O projeto Semeando Água atua com base em Políticas Públicas para o desenvolvimento territorial, buscando a construção do entendimento sobre a necessidade de inclusão da região do Sistema Cantareira entre as prioridades do estado, considerando a sua importância no contexto da conservação de um valioso reduto de Mata Atlântica e suas riquezas associadas, alinhadas às questões de clima que devem ser consideradas, principalmente no contexto de segurança hídrica.

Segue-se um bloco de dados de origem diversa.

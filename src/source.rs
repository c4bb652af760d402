//! Record source: streams (run_id, run_record) pairs out of the archive.
//!
//! The archive is a single JSON object mapping run id to run record,
//! optionally gzip-compressed, and far too large to materialize. A seeded
//! serde visitor walks the top-level object one entry at a time and hands
//! each record to the caller's sink; only one record is alive at once.
//!
//! The traversal is forward-only and not restartable. A caller needing a
//! second pass must reopen the source.

use crate::error::RfResult;
use crate::model::Run;
use flate2::read::GzDecoder;
use serde::de::{DeserializeSeed, Deserializer, MapAccess, Visitor};
use serde_json::Value;
use std::fmt;
use std::fs::File;
use std::io::{BufRead, BufReader, Read};
use std::path::Path;
use tracing::{debug, warn};

const GZIP_MAGIC: [u8; 2] = [0x1f, 0x8b];
const UTF8_BOM: [u8; 3] = [0xEF, 0xBB, 0xBF];

/// Opens a text file for reading, transparently decompressing gzip
/// containers (detected by magic bytes) and stripping a UTF-8 BOM.
pub fn open_text_reader(path: &Path) -> RfResult<Box<dyn Read>> {
    let mut probe = File::open(path)?;
    let mut magic = [0u8; 2];
    let n = probe.read(&mut magic)?;
    drop(probe);

    let file = File::open(path)?;
    let inner: Box<dyn Read> = if n == 2 && magic == GZIP_MAGIC {
        Box::new(GzDecoder::new(BufReader::new(file)))
    } else {
        Box::new(file)
    };

    let mut reader = BufReader::new(inner);
    skip_bom(&mut reader)?;
    Ok(Box::new(reader))
}

fn skip_bom<R: Read>(reader: &mut BufReader<R>) -> std::io::Result<()> {
    let buf = reader.fill_buf()?;
    if buf.starts_with(&UTF8_BOM) {
        reader.consume(UTF8_BOM.len());
    }
    Ok(())
}

#[derive(Debug, Clone, Copy, Default)]
pub struct SourceStats {
    /// Records handed to the sink.
    pub yielded: u64,
    /// Records whose shape did not deserialize; logged and passed over.
    pub skipped: u64,
}

/// Streams every run in the archive into `sink`, in source order.
///
/// A missing archive yields zero records with a warning. A record whose
/// shape is wrong is skipped; only syntactically invalid JSON ends the pass
/// early (the stream cannot be resynced), and even then the records already
/// consumed stand.
pub fn stream_runs<P, F>(path: P, mut sink: F) -> RfResult<SourceStats>
where
    P: AsRef<Path>,
    F: FnMut(String, Run),
{
    let path = path.as_ref();
    if !path.exists() {
        warn!("Run archive {:?} not found; nothing to stream.", path);
        return Ok(SourceStats::default());
    }

    let reader = open_text_reader(path)?;
    let mut de = serde_json::Deserializer::from_reader(reader);
    let mut stats = SourceStats::default();

    let seed = RunMapSeed {
        sink: &mut sink,
        stats: &mut stats,
    };
    if let Err(e) = seed.deserialize(&mut de) {
        warn!(
            "Run archive {:?} aborted mid-stream after {} records: {}",
            path, stats.yielded, e
        );
    }
    Ok(stats)
}

struct RunMapSeed<'a, F> {
    sink: &'a mut F,
    stats: &'a mut SourceStats,
}

impl<'de, F: FnMut(String, Run)> DeserializeSeed<'de> for RunMapSeed<'_, F> {
    type Value = ();

    fn deserialize<D: Deserializer<'de>>(self, deserializer: D) -> Result<(), D::Error> {
        deserializer.deserialize_map(self)
    }
}

impl<'de, F: FnMut(String, Run)> Visitor<'de> for RunMapSeed<'_, F> {
    type Value = ();

    fn expecting(&self, f: &mut fmt::Formatter) -> fmt::Result {
        write!(f, "a map of run id to run record")
    }

    fn visit_map<A: MapAccess<'de>>(self, mut map: A) -> Result<(), A::Error> {
        while let Some(run_id) = map.next_key::<String>()? {
            // Buffer one record as a Value so a shape mismatch skips the
            // record instead of poisoning the whole traversal.
            let value: Value = map.next_value()?;
            match serde_json::from_value::<Run>(value) {
                Ok(run) => {
                    self.stats.yielded += 1;
                    (self.sink)(run_id, run);
                }
                Err(e) => {
                    self.stats.skipped += 1;
                    debug!("Skipping malformed run {}: {}", run_id, e);
                }
            }
        }
        Ok(())
    }
}
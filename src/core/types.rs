/*!
 * Core Types
 * Common types used across the crate
 */

use super::limits::{N_CHILDREN, TREE_DEPTH};
use serde::{Deserialize, Serialize};

/// Node identifier, assigned in construction order
pub type NodeId = u32;

/// Size type for memory operations
pub type Size = usize;

/// Checksum produced by a tree traversal
pub type Checksum = u64;

/// Shape of the benchmark tree
#[derive(Debug, Clone, Copy, PartialEq, Eq, Serialize, Deserialize)]
pub struct TreeShape {
    /// Children per non-leaf node
    pub children: usize,
    /// Levels below the root
    pub depth: usize,
}

impl TreeShape {
    /// Shape compiled into the benchmark
    pub const DEFAULT: TreeShape = TreeShape {
        children: N_CHILDREN,
        depth: TREE_DEPTH,
    };

    pub const fn new(children: usize, depth: usize) -> Self {
        Self { children, depth }
    }

    /// Nodes in a full tree of this shape: `1 + k + k^2 + ... + k^d`
    ///
    /// Returns `None` on overflow.
    pub fn node_count(&self) -> Option<u64> {
        let k = self.children as u64;
        let mut level: u64 = 1;
        let mut total: u64 = 1;
        for _ in 0..self.depth {
            level = level.checked_mul(k)?;
            total = total.checked_add(level)?;
        }
        Some(total)
    }
}

impl Default for TreeShape {
    fn default() -> Self {
        Self::DEFAULT
    }
}

impl std::fmt::Display for TreeShape {
    fn fmt(&self, f: &mut std::fmt::Formatter) -> std::fmt::Result {
        write!(f, "{} levels, {} children/node", self.depth, self.children)
    }
}
/*!
 * Benchmark Configuration
 * Compiled-in shape with startup overrides from the environment
 */

use crate::core::errors::{BenchError, BenchResult};
use crate::core::limits::{
    ENV_CHILDREN, ENV_DEPTH, ENV_JSON, MAX_SMALL_BLOCK_SIZE, MAX_TREE_DEPTH,
};
use crate::core::types::{NodeId, TreeShape};
use crate::memory::aligned_item_size;

/// Settings read once when the driver starts
#[derive(Debug, Clone, Copy, PartialEq, Eq)]
pub struct BenchConfig {
    pub shape: TreeShape,
    /// Print the report as JSON instead of a table
    pub json: bool,
}

impl BenchConfig {
    /// Read overrides from the process environment
    pub fn from_env() -> BenchResult<Self> {
        Self::from_lookup(|key| std::env::var(key).ok())
    }

    /// Read overrides through `lookup`, falling back to compiled-in values
    pub fn from_lookup<F>(lookup: F) -> BenchResult<Self>
    where
        F: Fn(&str) -> Option<String>,
    {
        let mut shape = TreeShape::DEFAULT;
        if let Some(value) = lookup(ENV_CHILDREN) {
            shape.children = parse_usize(ENV_CHILDREN, &value)?;
        }
        if let Some(value) = lookup(ENV_DEPTH) {
            shape.depth = parse_usize(ENV_DEPTH, &value)?;
        }
        validate(shape)?;

        let json = lookup(ENV_JSON)
            .map(|v| v == "1" || v == "true")
            .unwrap_or(false);

        Ok(Self { shape, json })
    }
}

impl Default for BenchConfig {
    fn default() -> Self {
        Self {
            shape: TreeShape::DEFAULT,
            json: false,
        }
    }
}

fn parse_usize(key: &str, value: &str) -> BenchResult<usize> {
    value
        .trim()
        .parse()
        .map_err(|e: std::num::ParseIntError| BenchError::invalid_config(key, value, e.to_string()))
}

/// Reject shapes the region or the id counter cannot serve
pub fn validate(shape: TreeShape) -> BenchResult<()> {
    let child_list_bytes = shape
        .children
        .checked_mul(aligned_item_size::<&()>())
        .unwrap_or(usize::MAX);
    if child_list_bytes > MAX_SMALL_BLOCK_SIZE {
        return Err(BenchError::invalid_config(
            ENV_CHILDREN,
            shape.children.to_string(),
            format!("child list needs {child_list_bytes} bytes, region blocks are at most {MAX_SMALL_BLOCK_SIZE}"),
        ));
    }

    if shape.depth > MAX_TREE_DEPTH {
        return Err(BenchError::invalid_config(
            ENV_DEPTH,
            shape.depth.to_string(),
            format!("depth is limited to {MAX_TREE_DEPTH} levels"),
        ));
    }

    match shape.node_count() {
        Some(count) if count <= u64::from(NodeId::MAX) => Ok(()),
        _ => Err(BenchError::invalid_config(
            ENV_DEPTH,
            shape.depth.to_string(),
            format!("{shape} has more nodes than ids available"),
        )),
    }
}
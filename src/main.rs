/*!
 * Region Benchmark - Main Entry Point
 *
 * Builds, traverses and drops the same tree with:
 * - The usual, RAII-style storage (node holds a vector of owning pointers)
 * - A region allocator whose pages are all released when it goes out of scope
 * - bumpalo, as a reference arena
 */

use miette::IntoDiagnostic;
use tracing::info;

use region_tree::{compare_all, init_tracing, BenchConfig, CountingAllocator};

#[global_allocator]
static ALLOC: CountingAllocator = CountingAllocator::system();

fn main() -> miette::Result<()> {
    init_tracing();

    let config = BenchConfig::from_env()?;
    info!(
        shape = %config.shape,
        nodes = ?config.shape.node_count(),
        "Benchmarking the building, traversal and deallocation of a tree"
    );

    let comparison = compare_all(&config, &ALLOC)?;

    if config.json {
        println!(
            "{}",
            serde_json::to_string_pretty(&comparison).into_diagnostic()?
        );
    } else {
        println!("{comparison}");
    }
    Ok(())
}
/*!
 * Region Tree Nodes
 * Nodes and their child lists live in a Region and are freed with it
 */

use super::id::next_node_id;
use super::traits::TreeNode;
use crate::core::types::NodeId;
use crate::memory::{FixedVec, Region};

/// Node storing non-owning references to region-allocated children
///
/// The region owns every node; there is no per-node teardown.
pub struct RegionNode<'r> {
    children: FixedVec<'r, &'r mut RegionNode<'r>>,
    id: NodeId,
}

impl<'r> RegionNode<'r> {
    pub fn new(region: &'r Region, max_children: usize) -> Self {
        Self {
            children: FixedVec::new_in(region, max_children),
            id: next_node_id(),
        }
    }
}

impl<'r> TreeNode<'r> for RegionNode<'r> {
    type Allocator = Region;

    #[inline]
    fn create(region: &'r Region, max_children: usize) -> Self {
        Self::new(region, max_children)
    }

    #[inline]
    fn add_child(&mut self, region: &'r Region, max_children: usize) {
        let child = region.alloc_with(|| Self::new(region, max_children));
        self.children.push(child);
    }

    #[inline]
    fn id(&self) -> NodeId {
        self.id
    }

    fn children(&self) -> impl Iterator<Item = &Self> {
        self.children.iter().map(|child| &**child)
    }

    fn children_mut(&mut self) -> impl Iterator<Item = &mut Self> {
        self.children.iter_mut().map(|child| &mut **child)
    }
}

impl std::fmt::Debug for RegionNode<'_> {
    fn fmt(&self, f: &mut std::fmt::Formatter) -> std::fmt::Result {
        f.debug_struct("RegionNode")
            .field("id", &self.id)
            .field("children", &self.children.len())
            .finish()
    }
}
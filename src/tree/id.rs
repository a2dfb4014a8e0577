/*!
 * Node ID Generation
 * Process-wide, construction-ordered node identifiers
 */

use crate::core::types::NodeId;
use std::sync::atomic::{AtomicU32, Ordering};

/// Nodes created since the last reset; also the next id to hand out
static NODES_CREATED: AtomicU32 = AtomicU32::new(0);

/// Take the next node id
#[inline(always)]
pub fn next_node_id() -> NodeId {
    NODES_CREATED.fetch_add(1, Ordering::Relaxed)
}

/// Number of nodes created since the last reset
#[inline]
pub fn nodes_created() -> u32 {
    NODES_CREATED.load(Ordering::Relaxed)
}

/// Restart numbering at zero
///
/// Call at the start of every run so runs with the same shape assign the
/// same ids.
pub fn reset_node_ids() {
    NODES_CREATED.store(0, Ordering::Relaxed);
}
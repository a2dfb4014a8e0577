/*!
 * Bump Tree Nodes
 * Reference arena strategy backed by bumpalo
 *
 * Same shape as the region strategy, with bumpalo's chunked bump allocator
 * in place of the region. Useful as a yardstick for the region's numbers.
 */

use super::id::next_node_id;
use super::traits::TreeNode;
use crate::core::types::NodeId;
use bumpalo::collections::Vec as BumpVec;
use bumpalo::Bump;

/// Node whose child list is a bumpalo vector in the same arena
pub struct BumpNode<'b> {
    children: BumpVec<'b, &'b mut BumpNode<'b>>,
    id: NodeId,
}

impl<'b> BumpNode<'b> {
    pub fn new(arena: &'b Bump, max_children: usize) -> Self {
        Self {
            children: BumpVec::with_capacity_in(max_children, arena),
            id: next_node_id(),
        }
    }
}

impl<'b> TreeNode<'b> for BumpNode<'b> {
    type Allocator = Bump;

    #[inline]
    fn create(arena: &'b Bump, max_children: usize) -> Self {
        Self::new(arena, max_children)
    }

    #[inline]
    fn add_child(&mut self, arena: &'b Bump, max_children: usize) {
        let child = arena.alloc_with(|| Self::new(arena, max_children));
        self.children.push(child);
    }

    #[inline]
    fn id(&self) -> NodeId {
        self.id
    }

    fn children(&self) -> impl Iterator<Item = &Self> {
        self.children.iter().map(|child| &**child)
    }

    fn children_mut(&mut self) -> impl Iterator<Item = &mut Self> {
        self.children.iter_mut().map(|child| &mut **child)
    }
}

impl std::fmt::Debug for BumpNode<'_> {
    fn fmt(&self, f: &mut std::fmt::Formatter) -> std::fmt::Result {
        f.debug_struct("BumpNode")
            .field("id", &self.id)
            .field("children", &self.children.len())
            .finish()
    }
}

Avanços de um planejamento de fato integrado, entre os municípios provedores e seus beneficiários, têm o potencial de inserir a região em um novo patamar de desenvolvimento, como explica Simone Tenório, coordenadora de Políticas Públicas do Projeto Semeando Água. “É possível nos adaptarmos regionalmente para construção de uma nova economia, contando com os esforços público-privados e a formação de um grupo intersetorial, que pode impulsionar um crescimento resiliente e com soluções baseadas na natureza no desenho da paisagem. A integração dos diversos setores pode caminhar em direção à construção dessa economia positiva, criando oportunidades inovadoras. As escolhas para o desenvolvimento econômico podem seguir essas novas perspectivas, consideradas em nível mundial como alavancas ao crescimento.”